ONE FOMO AT A TIME
Tuesday, November 24, 2020
Investigating every inane diversion steals time from our task, meeting, or intended focus – yet never gives back that lost time or recreates our evaporated concentration.
More than lost time, we diminish our quality of focus while draining energy – our minds moving toward sleep the way failing batteries figure out they’ve run down to ineffectiveness …
One focus at a time – one task at a time, one person at a time – is difficult enough, but how can we do our best at anything when attention is distracted/divided?

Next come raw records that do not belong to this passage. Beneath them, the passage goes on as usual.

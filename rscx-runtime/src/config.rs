//! Runtime configuration.
//!
//! Configuration is loaded in the following order (later overrides earlier):
//! 1. Default values
//! 2. YAML config file (if specified via RSCX_CONFIG or --config)
//! 3. Environment variables

use rscx_core::DEFAULT_MAX_MICROSTEPS;
use serde::{Deserialize, Serialize};
use std::path::{Path, PathBuf};
use std::time::Duration;

/// Runtime configuration.
#[derive(Debug, Clone, Default, Serialize, Deserialize)]
#[serde(default)]
pub struct Config {
    /// Per-session settings.
    pub session: SessionConfig,
    /// Routing settings.
    pub router: RouterConfig,
}

impl Config {
    /// Loads configuration from file, then applies environment variable overrides.
    pub fn load() -> Result<Self, ConfigError> {
        let mut config = Self::default();

        if let Ok(path) = std::env::var("RSCX_CONFIG") {
            config = Self::from_file(&path)?;
        }

        config.apply_env_overrides();
        config.validate()?;

        Ok(config)
    }

    /// Loads configuration from a YAML file.
    pub fn from_file(path: impl AsRef<Path>) -> Result<Self, ConfigError> {
        let path = path.as_ref();
        let content = std::fs::read_to_string(path)
            .map_err(|e| ConfigError::IoError(path.to_path_buf(), e))?;
        let config: Config = serde_yaml::from_str(&content)
            .map_err(|e| ConfigError::ParseError(path.to_path_buf(), e.to_string()))?;
        Ok(config)
    }

    /// Loads configuration from environment variables only.
    pub fn from_env() -> Self {
        let mut config = Self::default();
        config.apply_env_overrides();
        config
    }

    /// Applies environment variable overrides to the configuration.
    pub fn apply_env_overrides(&mut self) {
        self.session.apply_env_overrides();
        self.router.apply_env_overrides();
    }

    /// Checks values that would make sessions unusable.
    pub fn validate(&self) -> Result<(), ConfigError> {
        self.session.validate()
    }

    /// Saves configuration to a YAML file.
    pub fn save(&self, path: impl AsRef<Path>) -> Result<(), ConfigError> {
        let path = path.as_ref();
        let content = serde_yaml::to_string(self)
            .map_err(|e| ConfigError::ParseError(path.to_path_buf(), e.to_string()))?;
        std::fs::write(path, content).map_err(|e| ConfigError::IoError(path.to_path_buf(), e))?;
        Ok(())
    }
}

/// Session configuration.
#[derive(Debug, Clone, Serialize, Deserialize)]
#[serde(default)]
pub struct SessionConfig {
    /// Idle time in milliseconds before a waiting session is suspended (0 = never).
    pub idle_timeout_ms: u64,
    /// Microsteps allowed within one macrostep before the run is aborted.
    pub max_microsteps: usize,
    /// Emit entered/exited/transition trace records.
    pub tracing_enabled: bool,
    /// Report a closed mailbox as an error instead of a normal end.
    pub throw_on_error: bool,
    /// Directory for suspended session snapshots. Kept in memory when unset.
    pub snapshot_dir: Option<PathBuf>,
}

impl Default for SessionConfig {
    fn default() -> Self {
        Self {
            idle_timeout_ms: 300_000,
            max_microsteps: DEFAULT_MAX_MICROSTEPS,
            tracing_enabled: false,
            throw_on_error: false,
            snapshot_dir: None,
        }
    }
}

impl SessionConfig {
    fn apply_env_overrides(&mut self) {
        if let Ok(timeout) = std::env::var("RSCX_IDLE_TIMEOUT_MS") {
            if let Ok(ms) = timeout.parse() {
                self.idle_timeout_ms = ms;
            }
        }

        if let Ok(max) = std::env::var("RSCX_MAX_MICROSTEPS") {
            if let Ok(n) = max.parse() {
                self.max_microsteps = n;
            }
        }

        if let Ok(tracing) = std::env::var("RSCX_TRACING") {
            self.tracing_enabled = tracing == "1" || tracing.to_lowercase() == "true";
        }

        if let Ok(throw) = std::env::var("RSCX_THROW_ON_ERROR") {
            self.throw_on_error = throw == "1" || throw.to_lowercase() == "true";
        }

        if let Ok(dir) = std::env::var("RSCX_SNAPSHOT_DIR") {
            self.snapshot_dir = Some(PathBuf::from(dir));
        }
    }

    /// Returns the idle timeout, or `None` when idle suspension is off.
    pub fn idle_timeout(&self) -> Option<Duration> {
        (self.idle_timeout_ms > 0).then(|| Duration::from_millis(self.idle_timeout_ms))
    }

    pub fn validate(&self) -> Result<(), ConfigError> {
        if self.max_microsteps == 0 {
            return Err(ConfigError::ValidationError(
                "session.max_microsteps must be at least 1".to_string(),
            ));
        }
        Ok(())
    }
}

/// Router configuration.
#[derive(Debug, Clone, Serialize, Deserialize)]
#[serde(default)]
pub struct RouterConfig {
    /// Mailbox depth above which a warning is logged (0 = never).
    pub mailbox_warn_depth: usize,
}

impl Default for RouterConfig {
    fn default() -> Self {
        Self {
            mailbox_warn_depth: 10_000,
        }
    }
}

impl RouterConfig {
    fn apply_env_overrides(&mut self) {
        if let Ok(depth) = std::env::var("RSCX_MAILBOX_WARN_DEPTH") {
            if let Ok(n) = depth.parse() {
                self.mailbox_warn_depth = n;
            }
        }
    }
}

/// Configuration errors.
#[derive(Debug)]
pub enum ConfigError {
    IoError(PathBuf, std::io::Error),
    ParseError(PathBuf, String),
    ValidationError(String),
}

impl std::fmt::Display for ConfigError {
    fn fmt(&self, f: &mut std::fmt::Formatter<'_>) -> std::fmt::Result {
        match self {
            ConfigError::IoError(path, e) => {
                write!(f, "failed to read config file '{}': {}", path.display(), e)
            }
            ConfigError::ParseError(path, e) => {
                write!(f, "failed to parse config file '{}': {}", path.display(), e)
            }
            ConfigError::ValidationError(msg) => {
                write!(f, "configuration validation failed: {}", msg)
            }
        }
    }
}

impl std::error::Error for ConfigError {}

#[cfg(test)]
mod tests {
    use super::*;
    use tempfile::tempdir;

    #[test]
    fn test_default_config() {
        let config = Config::default();
        assert_eq!(config.session.max_microsteps, 1000);
        assert_eq!(
            config.session.idle_timeout(),
            Some(Duration::from_secs(300))
        );
        assert!(!config.session.throw_on_error);
        assert!(config.session.snapshot_dir.is_none());
        assert!(config.validate().is_ok());
    }

    #[test]
    fn test_zero_idle_timeout_disables_suspend() {
        let session = SessionConfig {
            idle_timeout_ms: 0,
            ..SessionConfig::default()
        };
        assert_eq!(session.idle_timeout(), None);
    }

    #[test]
    fn test_yaml_roundtrip() {
        let dir = tempdir().unwrap();
        let path = dir.path().join("rscx.yaml");

        let mut config = Config::default();
        config.session.idle_timeout_ms = 250;
        config.session.snapshot_dir = Some(dir.path().join("snapshots"));
        config.router.mailbox_warn_depth = 5;
        config.save(&path).unwrap();

        let parsed = Config::from_file(&path).unwrap();
        assert_eq!(parsed.session.idle_timeout_ms, 250);
        assert_eq!(parsed.session.snapshot_dir, config.session.snapshot_dir);
        assert_eq!(parsed.router.mailbox_warn_depth, 5);
    }

    #[test]
    fn test_partial_yaml_uses_defaults() {
        let dir = tempdir().unwrap();
        let path = dir.path().join("partial.yaml");
        std::fs::write(&path, "session:\n  tracing_enabled: true\n").unwrap();

        let parsed = Config::from_file(&path).unwrap();
        assert!(parsed.session.tracing_enabled);
        assert_eq!(parsed.session.max_microsteps, 1000);
        assert_eq!(parsed.router.mailbox_warn_depth, 10_000);
    }

    #[test]
    fn test_missing_and_invalid_files() {
        let dir = tempdir().unwrap();
        let missing = Config::from_file(dir.path().join("nope.yaml"));
        assert!(matches!(missing, Err(ConfigError::IoError(_, _))));

        let path = dir.path().join("bad.yaml");
        std::fs::write(&path, "session: [1, 2").unwrap();
        assert!(matches!(
            Config::from_file(&path),
            Err(ConfigError::ParseError(_, _))
        ));
    }

    #[test]
    fn test_validation_rejects_zero_microsteps() {
        let mut config = Config::default();
        config.session.max_microsteps = 0;
        let err = config.validate().unwrap_err();
        assert!(err.to_string().contains("max_microsteps"));
    }
}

Concentration is like a prime number – it does not divide. Once split in any proportion, it ceases to be concentrated. Measuring the quality of what we should be proud of after the fact as ‘what great work product or piece of art, or deed of good, I was responsible for today,’ gets tricky if we delude ourselves that we concentrate hard, giving our best, to any of it.
Multi-tasking has its place, but we overrate its value and underestimate its diluted impact on everything on our agenda.

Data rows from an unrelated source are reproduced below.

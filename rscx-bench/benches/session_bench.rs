//! Session runtime benchmarks.

use criterion::{black_box, criterion_group, criterion_main, BenchmarkId, Criterion, Throughput};
use futures::future::join_all;
use rscx_core::{ChartDefinition, Event, EventName};
use rscx_runtime::{Config, DispatchRouter, SessionOptions};
use std::sync::Arc;
use tokio::runtime::Runtime;

fn setup_router() -> Arc<DispatchRouter> {
    let mut config = Config::default();
    config.session.idle_timeout_ms = 0;
    let router = DispatchRouter::new(config).unwrap();

    let chart = serde_json::json!({
        "datamodel": [{"id": "count", "value": 0}],
        "states": [
            {"id": "counting", "transitions": [
                {"event": "inc", "actions": [{"assign": {"location": "count", "expr": "count + 1"}}]},
                {"event": "stop", "target": "done"}
            ]},
            {"id": "done", "type": "final", "donedata": {"expr": "count"}}
        ]
    });
    let model = ChartDefinition::from_json(&chart)
        .unwrap()
        .compile()
        .unwrap();
    router.register_chart("counter", model);
    router
}

fn event(name: &str) -> Event {
    Event::external(EventName::parse(name).unwrap())
}

fn bench_session_lifecycle(c: &mut Criterion) {
    let rt = Runtime::new().unwrap();
    let router = setup_router();

    c.bench_function("session_start_stop", |b| {
        b.to_async(&rt).iter(|| async {
            let session = router
                .create_session("counter", SessionOptions::default())
                .unwrap();
            session.start().await.unwrap();
            session.send(event("stop")).unwrap();
            black_box(session.result().await.unwrap())
        });
    });
}

fn bench_mailbox_throughput(c: &mut Criterion) {
    let rt = Runtime::new().unwrap();
    let router = setup_router();
    let mut group = c.benchmark_group("session_mailbox");

    for count in [100usize, 1000, 10_000] {
        group.throughput(Throughput::Elements(count as u64));
        group.bench_with_input(BenchmarkId::from_parameter(count), &count, |b, &count| {
            b.to_async(&rt).iter(|| async {
                let session = router
                    .create_session("counter", SessionOptions::default())
                    .unwrap();
                session.start().await.unwrap();
                for _ in 0..count {
                    session.send(event("inc")).unwrap();
                }
                session.send(event("stop")).unwrap();
                black_box(session.result().await.unwrap())
            });
        });
    }

    group.finish();
}

fn bench_concurrent_sessions(c: &mut Criterion) {
    let rt = Runtime::new().unwrap();
    let router = setup_router();
    let mut group = c.benchmark_group("concurrent_sessions");

    for sessions in [10usize, 100] {
        group.throughput(Throughput::Elements(sessions as u64));
        group.bench_with_input(
            BenchmarkId::from_parameter(sessions),
            &sessions,
            |b, &sessions| {
                b.to_async(&rt).iter(|| async {
                    let runs = (0..sessions).map(|_| {
                        let router = Arc::clone(&router);
                        async move {
                            let session = router
                                .create_session("counter", SessionOptions::default())
                                .unwrap();
                            session.start().await.unwrap();
                            for _ in 0..10 {
                                session.send(event("inc")).unwrap();
                            }
                            session.send(event("stop")).unwrap();
                            session.result().await.unwrap()
                        }
                    });
                    black_box(join_all(runs).await)
                });
            },
        );
    }

    group.finish();
}

criterion_group!(
    benches,
    bench_session_lifecycle,
    bench_mailbox_throughput,
    bench_concurrent_sessions
);
criterion_main!(benches);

How often do you check email or texts during a meeting? Or during a Zoom call? How often does someone’s pinging or ringing phone interrupt a conversation?
When you consider media, social media, ringing phones, incoming emails, Zoom, people crossing our paths – every one of these, like a squirrel to an unleashed puppy, we scramble away from what we were supposed to be working on, dreaming on, or studying.
We are collectively getting far-worse at this than far better.
How many distractions can we handle?